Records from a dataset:
===
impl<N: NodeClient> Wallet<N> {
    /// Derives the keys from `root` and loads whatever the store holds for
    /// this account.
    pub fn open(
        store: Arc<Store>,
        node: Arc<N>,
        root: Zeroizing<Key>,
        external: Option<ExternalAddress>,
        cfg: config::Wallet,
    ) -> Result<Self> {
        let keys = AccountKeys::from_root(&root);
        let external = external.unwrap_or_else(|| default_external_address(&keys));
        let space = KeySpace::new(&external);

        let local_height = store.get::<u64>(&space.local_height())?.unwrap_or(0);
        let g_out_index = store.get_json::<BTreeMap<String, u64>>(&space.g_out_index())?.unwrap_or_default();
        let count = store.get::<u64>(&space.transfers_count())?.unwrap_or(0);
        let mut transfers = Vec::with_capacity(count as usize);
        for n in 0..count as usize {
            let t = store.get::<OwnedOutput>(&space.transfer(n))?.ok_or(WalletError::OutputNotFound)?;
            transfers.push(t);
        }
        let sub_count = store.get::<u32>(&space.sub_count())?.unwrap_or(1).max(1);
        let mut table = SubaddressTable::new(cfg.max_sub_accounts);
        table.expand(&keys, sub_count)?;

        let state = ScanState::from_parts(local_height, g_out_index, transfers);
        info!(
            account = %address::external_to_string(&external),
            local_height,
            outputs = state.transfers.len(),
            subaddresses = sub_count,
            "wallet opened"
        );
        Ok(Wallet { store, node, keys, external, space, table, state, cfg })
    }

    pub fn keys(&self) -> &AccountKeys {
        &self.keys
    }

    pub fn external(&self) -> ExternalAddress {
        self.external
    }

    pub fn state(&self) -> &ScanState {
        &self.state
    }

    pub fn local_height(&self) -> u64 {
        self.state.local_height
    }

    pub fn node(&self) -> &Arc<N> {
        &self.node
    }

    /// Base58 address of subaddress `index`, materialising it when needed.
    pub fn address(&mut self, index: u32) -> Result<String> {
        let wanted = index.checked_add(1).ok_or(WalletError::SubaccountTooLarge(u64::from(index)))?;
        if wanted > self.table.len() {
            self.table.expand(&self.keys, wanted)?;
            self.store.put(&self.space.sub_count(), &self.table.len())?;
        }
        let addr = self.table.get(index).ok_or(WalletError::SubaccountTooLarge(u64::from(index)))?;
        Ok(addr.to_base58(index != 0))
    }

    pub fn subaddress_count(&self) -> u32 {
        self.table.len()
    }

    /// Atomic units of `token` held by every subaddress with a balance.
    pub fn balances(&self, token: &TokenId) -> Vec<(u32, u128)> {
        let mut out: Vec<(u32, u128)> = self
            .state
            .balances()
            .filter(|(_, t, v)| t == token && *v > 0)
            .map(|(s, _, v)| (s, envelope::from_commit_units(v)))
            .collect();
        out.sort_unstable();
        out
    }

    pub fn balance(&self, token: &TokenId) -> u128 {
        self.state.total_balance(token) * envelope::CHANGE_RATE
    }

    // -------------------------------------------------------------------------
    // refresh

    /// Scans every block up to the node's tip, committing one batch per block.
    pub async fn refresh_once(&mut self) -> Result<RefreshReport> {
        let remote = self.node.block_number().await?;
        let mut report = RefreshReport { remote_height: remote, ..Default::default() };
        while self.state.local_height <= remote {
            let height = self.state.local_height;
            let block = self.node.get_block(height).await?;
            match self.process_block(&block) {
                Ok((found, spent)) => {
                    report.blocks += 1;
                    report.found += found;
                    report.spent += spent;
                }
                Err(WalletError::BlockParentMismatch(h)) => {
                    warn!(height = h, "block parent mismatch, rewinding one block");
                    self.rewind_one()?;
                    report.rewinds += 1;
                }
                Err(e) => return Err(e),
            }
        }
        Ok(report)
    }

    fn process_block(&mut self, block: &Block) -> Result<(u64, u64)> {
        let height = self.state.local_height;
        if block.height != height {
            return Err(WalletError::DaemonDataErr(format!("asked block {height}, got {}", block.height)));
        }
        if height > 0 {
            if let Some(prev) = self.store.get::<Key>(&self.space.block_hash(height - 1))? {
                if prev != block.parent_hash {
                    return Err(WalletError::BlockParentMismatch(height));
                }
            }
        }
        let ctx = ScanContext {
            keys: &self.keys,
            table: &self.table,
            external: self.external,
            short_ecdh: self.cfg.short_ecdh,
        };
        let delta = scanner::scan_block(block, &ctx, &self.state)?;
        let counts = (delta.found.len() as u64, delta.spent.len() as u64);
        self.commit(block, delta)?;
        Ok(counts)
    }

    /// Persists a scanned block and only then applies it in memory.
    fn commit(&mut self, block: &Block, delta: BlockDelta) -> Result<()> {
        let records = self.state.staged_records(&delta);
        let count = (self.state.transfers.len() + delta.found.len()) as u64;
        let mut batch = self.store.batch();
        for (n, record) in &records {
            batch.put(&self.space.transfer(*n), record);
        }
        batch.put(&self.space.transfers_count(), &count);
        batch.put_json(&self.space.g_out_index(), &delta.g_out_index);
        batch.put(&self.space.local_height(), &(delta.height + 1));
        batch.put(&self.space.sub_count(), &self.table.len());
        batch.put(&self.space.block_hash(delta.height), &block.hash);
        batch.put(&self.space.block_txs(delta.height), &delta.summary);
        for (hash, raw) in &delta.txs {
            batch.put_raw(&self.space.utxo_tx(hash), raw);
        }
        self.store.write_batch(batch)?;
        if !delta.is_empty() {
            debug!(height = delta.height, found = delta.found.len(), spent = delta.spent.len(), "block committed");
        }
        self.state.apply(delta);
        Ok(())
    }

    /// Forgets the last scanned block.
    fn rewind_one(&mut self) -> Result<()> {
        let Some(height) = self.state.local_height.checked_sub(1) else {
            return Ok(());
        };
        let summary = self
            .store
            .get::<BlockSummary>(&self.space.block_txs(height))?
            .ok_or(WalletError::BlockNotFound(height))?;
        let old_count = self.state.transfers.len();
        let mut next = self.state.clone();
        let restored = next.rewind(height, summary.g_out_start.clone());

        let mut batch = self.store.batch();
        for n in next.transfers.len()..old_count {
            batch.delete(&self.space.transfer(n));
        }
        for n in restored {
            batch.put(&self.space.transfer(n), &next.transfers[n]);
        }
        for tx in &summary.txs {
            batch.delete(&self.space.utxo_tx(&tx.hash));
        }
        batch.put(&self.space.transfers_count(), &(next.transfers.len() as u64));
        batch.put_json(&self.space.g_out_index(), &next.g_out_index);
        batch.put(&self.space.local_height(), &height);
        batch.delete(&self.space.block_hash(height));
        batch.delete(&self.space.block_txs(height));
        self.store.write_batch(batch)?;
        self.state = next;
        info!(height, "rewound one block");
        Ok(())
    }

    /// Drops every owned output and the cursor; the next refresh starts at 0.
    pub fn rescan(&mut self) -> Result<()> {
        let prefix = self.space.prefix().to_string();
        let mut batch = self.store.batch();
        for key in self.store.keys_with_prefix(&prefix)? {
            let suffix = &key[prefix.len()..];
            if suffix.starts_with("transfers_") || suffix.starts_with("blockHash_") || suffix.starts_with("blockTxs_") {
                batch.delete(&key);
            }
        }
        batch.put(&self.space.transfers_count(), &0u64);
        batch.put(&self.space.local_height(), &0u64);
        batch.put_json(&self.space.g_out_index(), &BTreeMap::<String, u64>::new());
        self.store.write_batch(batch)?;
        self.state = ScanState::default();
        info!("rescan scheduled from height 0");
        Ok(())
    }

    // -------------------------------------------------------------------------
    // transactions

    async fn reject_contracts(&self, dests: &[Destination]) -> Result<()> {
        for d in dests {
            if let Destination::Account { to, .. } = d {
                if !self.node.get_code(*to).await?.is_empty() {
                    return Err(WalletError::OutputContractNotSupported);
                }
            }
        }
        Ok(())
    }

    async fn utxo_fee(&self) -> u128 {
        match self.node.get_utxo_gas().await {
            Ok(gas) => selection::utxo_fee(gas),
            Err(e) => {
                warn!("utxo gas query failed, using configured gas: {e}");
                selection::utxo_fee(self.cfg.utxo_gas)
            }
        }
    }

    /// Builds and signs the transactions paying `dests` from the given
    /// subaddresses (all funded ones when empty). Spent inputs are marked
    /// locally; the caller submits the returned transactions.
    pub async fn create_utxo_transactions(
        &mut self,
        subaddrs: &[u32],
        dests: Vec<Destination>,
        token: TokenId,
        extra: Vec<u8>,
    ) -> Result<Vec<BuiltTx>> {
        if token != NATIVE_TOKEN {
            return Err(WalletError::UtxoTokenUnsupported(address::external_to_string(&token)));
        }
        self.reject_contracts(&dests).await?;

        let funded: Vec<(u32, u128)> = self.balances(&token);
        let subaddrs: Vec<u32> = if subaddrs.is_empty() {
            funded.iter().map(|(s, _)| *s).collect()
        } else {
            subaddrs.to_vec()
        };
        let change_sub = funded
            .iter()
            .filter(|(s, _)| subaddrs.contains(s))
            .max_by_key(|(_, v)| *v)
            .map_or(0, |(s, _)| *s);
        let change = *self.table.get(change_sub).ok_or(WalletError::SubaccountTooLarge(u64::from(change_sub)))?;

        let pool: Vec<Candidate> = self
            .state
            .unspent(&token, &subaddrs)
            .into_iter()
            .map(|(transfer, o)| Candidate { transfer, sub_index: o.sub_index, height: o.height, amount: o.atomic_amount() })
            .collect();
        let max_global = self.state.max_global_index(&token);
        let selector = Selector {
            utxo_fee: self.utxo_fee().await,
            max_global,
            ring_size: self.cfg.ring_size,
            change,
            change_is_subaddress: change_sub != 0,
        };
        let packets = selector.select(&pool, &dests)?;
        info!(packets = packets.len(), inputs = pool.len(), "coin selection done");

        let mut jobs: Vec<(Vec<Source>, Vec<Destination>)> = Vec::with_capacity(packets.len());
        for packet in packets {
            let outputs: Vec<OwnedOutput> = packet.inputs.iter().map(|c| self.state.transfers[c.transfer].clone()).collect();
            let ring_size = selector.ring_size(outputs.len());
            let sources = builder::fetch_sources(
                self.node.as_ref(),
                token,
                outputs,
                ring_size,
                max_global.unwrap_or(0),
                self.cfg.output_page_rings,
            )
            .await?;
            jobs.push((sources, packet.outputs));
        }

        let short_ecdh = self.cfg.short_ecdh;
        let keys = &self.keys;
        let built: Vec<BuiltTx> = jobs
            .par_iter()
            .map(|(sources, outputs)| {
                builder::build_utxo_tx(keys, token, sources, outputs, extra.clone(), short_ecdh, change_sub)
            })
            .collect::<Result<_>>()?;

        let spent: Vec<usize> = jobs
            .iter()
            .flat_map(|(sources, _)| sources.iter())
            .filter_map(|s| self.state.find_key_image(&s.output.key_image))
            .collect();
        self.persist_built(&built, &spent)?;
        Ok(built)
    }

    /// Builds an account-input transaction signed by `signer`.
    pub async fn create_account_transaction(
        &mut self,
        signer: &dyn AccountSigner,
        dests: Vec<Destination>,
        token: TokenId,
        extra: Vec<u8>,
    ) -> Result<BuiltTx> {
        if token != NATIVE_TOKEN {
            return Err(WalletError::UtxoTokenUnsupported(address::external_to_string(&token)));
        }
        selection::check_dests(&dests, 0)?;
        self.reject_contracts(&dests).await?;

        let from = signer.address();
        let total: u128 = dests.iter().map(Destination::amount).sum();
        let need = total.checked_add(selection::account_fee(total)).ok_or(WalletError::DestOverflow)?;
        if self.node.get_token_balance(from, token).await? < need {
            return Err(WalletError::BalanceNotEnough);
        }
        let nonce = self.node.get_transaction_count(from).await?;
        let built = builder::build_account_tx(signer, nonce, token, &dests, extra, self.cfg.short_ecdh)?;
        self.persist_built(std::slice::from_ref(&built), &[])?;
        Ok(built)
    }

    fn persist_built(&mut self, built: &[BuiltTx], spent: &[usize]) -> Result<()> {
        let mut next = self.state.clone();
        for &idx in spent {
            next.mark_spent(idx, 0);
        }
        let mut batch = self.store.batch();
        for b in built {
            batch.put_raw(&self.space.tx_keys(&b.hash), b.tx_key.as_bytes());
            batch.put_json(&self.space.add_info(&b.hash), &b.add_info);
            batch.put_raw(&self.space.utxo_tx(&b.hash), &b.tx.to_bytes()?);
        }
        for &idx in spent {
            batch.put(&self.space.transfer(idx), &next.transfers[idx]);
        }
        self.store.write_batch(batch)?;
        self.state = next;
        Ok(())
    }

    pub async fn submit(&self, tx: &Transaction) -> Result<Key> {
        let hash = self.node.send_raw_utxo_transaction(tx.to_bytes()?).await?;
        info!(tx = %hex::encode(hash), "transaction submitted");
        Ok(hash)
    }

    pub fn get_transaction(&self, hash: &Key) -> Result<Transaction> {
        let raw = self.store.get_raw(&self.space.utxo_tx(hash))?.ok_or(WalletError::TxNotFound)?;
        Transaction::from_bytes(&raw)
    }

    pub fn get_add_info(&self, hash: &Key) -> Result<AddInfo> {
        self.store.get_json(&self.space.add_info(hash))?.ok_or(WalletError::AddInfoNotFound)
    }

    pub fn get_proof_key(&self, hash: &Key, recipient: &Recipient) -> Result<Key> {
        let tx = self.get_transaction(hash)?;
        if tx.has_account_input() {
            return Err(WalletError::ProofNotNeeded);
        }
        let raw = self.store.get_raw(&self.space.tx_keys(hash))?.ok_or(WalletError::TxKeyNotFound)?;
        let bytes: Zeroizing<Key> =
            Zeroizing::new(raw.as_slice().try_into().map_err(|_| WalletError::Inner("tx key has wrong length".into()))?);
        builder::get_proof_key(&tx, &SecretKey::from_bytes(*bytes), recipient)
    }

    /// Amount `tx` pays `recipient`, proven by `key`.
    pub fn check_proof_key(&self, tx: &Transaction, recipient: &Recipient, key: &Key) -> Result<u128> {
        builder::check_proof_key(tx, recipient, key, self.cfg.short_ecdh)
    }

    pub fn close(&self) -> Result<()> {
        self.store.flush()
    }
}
===
> _Instructions for the task_
What are the lines above that hold the string "expand"? Copy them.

> _Exercise solution_
        table.expand(&keys, sub_count)?;
            self.table.expand(&self.keys, wanted)?;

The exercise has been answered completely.